The planning process followed the general steps of bicycle infrastructure planning, as outlined in a resourceful publication of the Mexican arm of the Institute for Transportation and Development Policy (ITDP Mexico) known as Ciclociudades . Adapted to the local context, this process can be divided into four main stages:

  1. Diagnostic: The first step of the process is a diagnostic of the current situation of the city of Cabo San Lucas. Painting an accurate picture of the current situation from different angles is crucial in understanding the reality in which the project is being developed.
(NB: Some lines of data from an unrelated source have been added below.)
//! Web Driver implementation using Playwright
//!
//! Launches (or attaches to) a Chromium-family browser and exposes the single
//! page the dashboard check drives.

use anyhow::{Context, Result};
use async_trait::async_trait;
use log::{debug, info, warn};
use playwright::api::{Browser, BrowserContext, Page, ScreenshotType, Viewport};
use playwright::Playwright;
use std::path::{Path, PathBuf};
use std::sync::atomic::{AtomicBool, Ordering};
use std::sync::Arc;
use std::time::Duration;
use tokio::sync::Mutex;

use crate::driver::common::{wait_for_url_match, UrlPattern};
use crate::driver::traits::BrowserPage;
use crate::utils::config::SmokeConfig;

const VIEWPORT_WIDTH: i32 = 1280;
const VIEWPORT_HEIGHT: i32 = 720;

/// Web Driver configuration
#[derive(Debug, Clone, Default, PartialEq)]
pub struct WebDriverConfig {
    pub headless: bool,
    /// CDP endpoint to connect to existing browser (e.g. http://localhost:9222)
    pub cdp_endpoint: Option<String>,
}

impl From<&SmokeConfig> for WebDriverConfig {
    fn from(config: &SmokeConfig) -> Self {
        Self {
            headless: config.headless,
            cdp_endpoint: config.cdp_endpoint.clone(),
        }
    }
}

/// Web Driver using Playwright
pub struct WebDriver {
    #[allow(dead_code)]
    playwright: Playwright,
    browser: Browser,
    #[allow(dead_code)]
    context: BrowserContext,
    page: Arc<Mutex<Page>>,
    closed: AtomicBool,
}

impl WebDriver {
    /// Start Playwright, open the browser and a fresh page
    pub async fn new(config: WebDriverConfig) -> Result<Self> {
        let playwright = Playwright::initialize()
            .await
            .context("Failed to initialize Playwright")?;

        let chromium = playwright.chromium();
        let browser = if let Some(ref endpoint) = config.cdp_endpoint {
            info!("Connecting to browser over CDP at {}", endpoint);
            match chromium
                .connect_over_cdp_builder(endpoint)
                .connect_over_cdp()
                .await
            {
                Ok(b) => b,
                Err(e) => {
                    warn!("Could not connect to {}: {}, launching instead", endpoint, e);
                    launch_chromium_browser(&chromium, &config).await?
                }
            }
        } else {
            launch_chromium_browser(&chromium, &config).await?
        };

        let context = browser
            .context_builder()
            .build()
            .await
            .context("Failed to create browser context")?;
        let page = context.new_page().await.context("Failed to open page")?;

        page.set_viewport_size(Viewport {
            width: VIEWPORT_WIDTH,
            height: VIEWPORT_HEIGHT,
        })
        .await?;

        Ok(Self {
            playwright,
            browser,
            context,
            page: Arc::new(Mutex::new(page)),
            closed: AtomicBool::new(false),
        })
    }

    async fn location(&self) -> Result<String> {
        let page = self.page.lock().await;
        let href: String = page
            .evaluate("() => window.location.href", ())
            .await
            .context("Failed to read page URL")?;
        Ok(href)
    }
}

#[async_trait]
impl BrowserPage for WebDriver {
    async fn goto(&self, url: &str) -> Result<()> {
        debug!("goto {}", url);
        let page = self.page.lock().await;
        page.goto_builder(url)
            .goto()
            .await
            .with_context(|| format!("Failed to navigate to {}", url))?;
        Ok(())
    }

    async fn fill(&self, selector: &str, value: &str) -> Result<()> {
        debug!("fill {}", selector);
        let page = self.page.lock().await;
        page.fill_builder(selector, value)
            .fill()
            .await
            .with_context(|| format!("Failed to fill '{}'", selector))?;
        Ok(())
    }

    async fn click(&self, selector: &str) -> Result<()> {
        debug!("click {}", selector);
        let page = self.page.lock().await;
        page.click_builder(selector)
            .click()
            .await
            .with_context(|| format!("Failed to click '{}'", selector))?;
        Ok(())
    }

    async fn wait_for_url(&self, pattern: &UrlPattern, timeout: Duration) -> Result<String> {
        debug!("waiting up to {:?} for URL {}", timeout, pattern.as_str());

        let this = self;
        let url = wait_for_url_match(move || this.location(), pattern, timeout).await?;
        Ok(url)
    }

    async fn is_visible(&self, selector: &str) -> Result<bool> {
        let page = self.page.lock().await;
        let element = page.query_selector(selector).await?;
        let visible = match element {
            Some(el) => el.is_visible().await?,
            None => false,
        };
        debug!("{} visible: {}", selector, visible);
        Ok(visible)
    }

    async fn take_screenshot(&self, path: &Path, full_page: bool) -> Result<()> {
        let page = self.page.lock().await;
        let path_buf = path.to_path_buf();

        if let Some(parent) = path_buf.parent() {
            if !parent.as_os_str().is_empty() {
                std::fs::create_dir_all(parent)?;
            }
        }

        page.screenshot_builder()
            .path(path_buf)
            .full_page(full_page)
            .r#type(ScreenshotType::Png)
            .screenshot()
            .await
            .with_context(|| format!("Failed to save screenshot to {}", path.display()))?;
        Ok(())
    }

    async fn current_url(&self) -> Result<String> {
        self.location().await
    }

    async fn close(&self) -> Result<()> {
        if self.closed.swap(true, Ordering::SeqCst) {
            return Ok(());
        }
        debug!("closing browser");
        self.browser
            .close()
            .await
            .context("Failed to close browser")?;
        Ok(())
    }
}

async fn launch_chromium_browser(
    chromium: &playwright::api::BrowserType,
    config: &WebDriverConfig,
) -> Result<Browser> {
    let mut launcher = chromium.launcher();
    launcher = launcher.headless(config.headless);

    let env_path = std::env::var("PLAYWRIGHT_CHROMIUM_EXECUTABLE_PATH")
        .ok()
        .map(PathBuf::from);
    let system_path = find_system_browser();

    if let Some(ref path) = env_path {
        info!("Using browser from env: {}", path.display());
        launcher = launcher.executable(path);
    } else if let Some(ref path) = system_path {
        info!("Using discovered browser: {}", path.display());
        launcher = launcher.executable(path);
    } else {
        info!("No browser executable found, using Playwright's bundled Chromium");
    }

    let args: Vec<String> = [
        "--no-sandbox",
        "--disable-setuid-sandbox",
        "--disable-dev-shm-usage",
        "--ignore-certificate-errors",
    ]
    .iter()
    .map(|s| s.to_string())
    .collect();

    launcher = launcher.args(&args);

    Ok(launcher
        .launch()
        .await
        .context("Failed to launch Chromium")?)
}

fn find_system_browser() -> Option<PathBuf> {
    let common_paths = [
        "/Applications/Google Chrome.app/Contents/MacOS/Google Chrome",
        "/usr/bin/google-chrome",
        "/usr/bin/google-chrome-stable",
        "/Applications/Chromium.app/Contents/MacOS/Chromium",
        "/Applications/Microsoft Edge.app/Contents/MacOS/Microsoft Edge",
        "/usr/bin/chromium",
        "/usr/bin/chromium-browser",
        "/snap/bin/chromium",
    ];

    common_paths
        .iter()
        .map(Path::new)
        .find(|p| p.exists())
        .map(Path::to_path_buf)
}
pub mod driver;
pub mod error;
pub mod report;
pub mod runner;
pub mod utils;

// Re-export common items
pub use error::SmokeError;
pub use runner::run_dashboard_check;
pub use utils::config::SmokeConfig;
pub mod console;
pub mod json;
pub mod types;

pub use types::RunReport;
Of course, mobility is a crucial aspect of the analysis as it reflects people’s travel preferences, which are based on people’s origins, destinations and mode of travel. Origins are usually homes and destinations are locations where people work, study, recreate and shop. Based on this information and on other relevant considerations (timeline, resources, political and social acceptability) a study area is identified.
  2. Route analysis and design options: Next, an analysis of land uses, demographics, street characteristics, and key destinations as variables is performed for the study area. These factors are used to compare different route options with the most appropriate design for each case.
  3. Route selection: Based on this comparative analysis, the best routes are selected to create a bicycle infrastructure network. The overall architecture of the network influences the route selection. This means that each route is chosen not on an individual basis, but rather in relation to the overall “fit” with the network. The basic criteria that should define cycling infrastructure, as mentioned in the Ciclociudades publications, are directness, safety, coherence, attractiveness and practicality.
  4. Design options selection: Lastly, design options for each section of the network are proposed based on the above mentioned criteria.

The general approach taken in this study was to try to only use segregated bicycle lanes (Image 1) when on-site conditions required their use, and to try to use the concept of a “shared street”, also known as bicycle boulevards (Image 2), whenever possible. This general strategy ensures the best use of the limited financial resources, given segregated bicycle lanes are more expensive to build than shared streets. The shared street concept implies traffic calming and design measures that create conditions in which cyclists have the priority over vehicles and can ride safely with minimal infrastructure investment.

Image 1: Segregated bicycle lanes (Source: ITDP. Ciclociudades. 2011).

Image 1: Segregated bicycle lanes (Source: ITDP. Ciclociudades. 2011).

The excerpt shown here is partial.